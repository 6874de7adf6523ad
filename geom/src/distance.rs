use std::{fmt, ops};

use serde::{Deserialize, Serialize};

/// A distance in meters.
#[derive(Clone, Copy, Debug, PartialEq, PartialOrd, Serialize, Deserialize)]
pub struct Distance(f64);

impl Distance {
    pub const ZERO: Distance = Distance(0.0);

    pub fn meters(value: f64) -> Distance {
        if !value.is_finite() {
            panic!("bad distance {}", value);
        }
        Distance(value)
    }

    pub fn kilometers(value: f64) -> Distance {
        Distance::meters(1000.0 * value)
    }

    pub fn inner_meters(self) -> f64 {
        self.0
    }

    pub fn min(self, other: Distance) -> Distance {
        if self <= other {
            self
        } else {
            other
        }
    }

    /// Rounded to whole meters below a kilometer, otherwise to tenths of a kilometer: "340m",
    /// "1km", "6.8km".
    pub fn describe_rounded(self) -> String {
        if self.0 >= 1000.0 {
            let km = self.0 / 1000.0;
            if (km - km.round()).abs() < 0.05 {
                format!("{}km", km.round())
            } else {
                format!("{:.1}km", km)
            }
        } else {
            format!("{}m", self.0.round())
        }
    }
}

impl fmt::Display for Distance {
    fn fmt(&self, f: &mut fmt::Formatter<'_>) -> fmt::Result {
        write!(f, "{:.2}m", self.0)
    }
}

impl ops::Add for Distance {
    type Output = Distance;
    fn add(self, other: Distance) -> Distance {
        Distance::meters(self.0 + other.0)
    }
}

impl ops::Sub for Distance {
    type Output = Distance;
    fn sub(self, other: Distance) -> Distance {
        Distance::meters(self.0 - other.0)
    }
}

impl ops::Mul<f64> for Distance {
    type Output = Distance;
    fn mul(self, scale: f64) -> Distance {
        Distance::meters(self.0 * scale)
    }
}

impl ops::Div<f64> for Distance {
    type Output = Distance;
    fn div(self, scale: f64) -> Distance {
        if scale == 0.0 {
            panic!("can't divide {} by 0", self);
        }
        Distance::meters(self.0 / scale)
    }
}
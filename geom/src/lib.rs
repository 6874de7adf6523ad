//! Geometry for a city-scale game on a round earth. Distances and bearings are great-circle;
//! containment and boolean operations are planar, treating WGS84 degrees as Cartesian, which is
//! fine at city scale.

#[macro_use]
extern crate anyhow;

mod angle;
mod bounds;
mod circle;
mod conversions;
mod distance;
mod geojson_io;
mod gps;
mod polygon;
mod polyline;
mod ring;
mod simplify;

pub use crate::angle::Angle;
pub use crate::bounds::GPSBounds;
pub use crate::distance::Distance;
pub use crate::gps::LonLat;
pub use crate::polygon::{union_all, MultiPolygon, Polygon};
pub use crate::polyline::PolyLine;
pub use crate::ring::Ring;
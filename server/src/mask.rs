//! The exclusion mask: a GeoJSON feature collection per lobby, stored as text on the lobby row.
//! Question handlers parse it, append features, and write it back; features are never coalesced,
//! the client just overlays them.

use geojson::{Feature, FeatureCollection, GeoJson};

use geom::{MultiPolygon, Polygon};
use map_model::Map;

use crate::config::universe;
use crate::errors::ApiError;
use crate::model::Lobby;

/// The mask a fresh lobby starts with: everything outside the city is shaded, by wrapping the
/// play-area boundary (as a hole) in the universe rectangle.
pub fn seed(map: &Map) -> Result<String, ApiError> {
    let polygon = Polygon::with_holes(universe().to_ring(), vec![map.boundary_ring.clone()]);
    let mut feature = feature(polygon.to_geojson());
    feature.set_property("category", "game_area_border");
    let fc = FeatureCollection {
        bbox: None,
        features: vec![feature],
        foreign_members: None,
    };
    serialize(&fc)
}

pub fn parse(lobby: &Lobby) -> Result<FeatureCollection, ApiError> {
    let geojson: GeoJson = lobby
        .mask
        .parse()
        .map_err(|err: geojson::Error| ApiError::Internal(err.into()))?;
    FeatureCollection::try_from(geojson).map_err(|err| ApiError::Internal(err.into()))
}

pub fn append_polygon(fc: &mut FeatureCollection, polygon: &Polygon) {
    fc.features.push(feature(polygon.to_geojson()));
}

pub fn append_multipolygon(fc: &mut FeatureCollection, mp: &MultiPolygon) {
    fc.features.push(feature(mp.to_geojson()));
}

pub fn store(lobby: &mut Lobby, fc: FeatureCollection) -> Result<(), ApiError> {
    lobby.mask = serialize(&fc)?;
    Ok(())
}

fn serialize(fc: &FeatureCollection) -> Result<String, ApiError> {
    serde_json::to_string(fc).map_err(|err| ApiError::Internal(err.into()))
}

fn feature(geometry: geojson::Geometry) -> Feature {
    Feature {
        bbox: None,
        geometry: Some(geometry),
        id: None,
        properties: None,
        foreign_members: None,
    }
}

EXERCISE: For the material above, reproduce exactly the lines from the line with "pub use crate::ring::Ring;" to the line with "by wrapping the", inclusive, and exclude all others.

YOUR SOLUTION:
pub use crate::ring::Ring;
filename server/src/mask.rs
//! The exclusion mask: a GeoJSON feature collection per lobby, stored as text on the lobby row.
//! Question handlers parse it, append features, and write it back; features are never coalesced,
//! the client just overlays them.

use geojson::{Feature, FeatureCollection, GeoJson};

use geom::{MultiPolygon, Polygon};
use map_model::Map;

use crate::config::universe;
use crate::errors::ApiError;
use crate::model::Lobby;

/// The mask a fresh lobby starts with: everything outside the city is shaded, by wrapping the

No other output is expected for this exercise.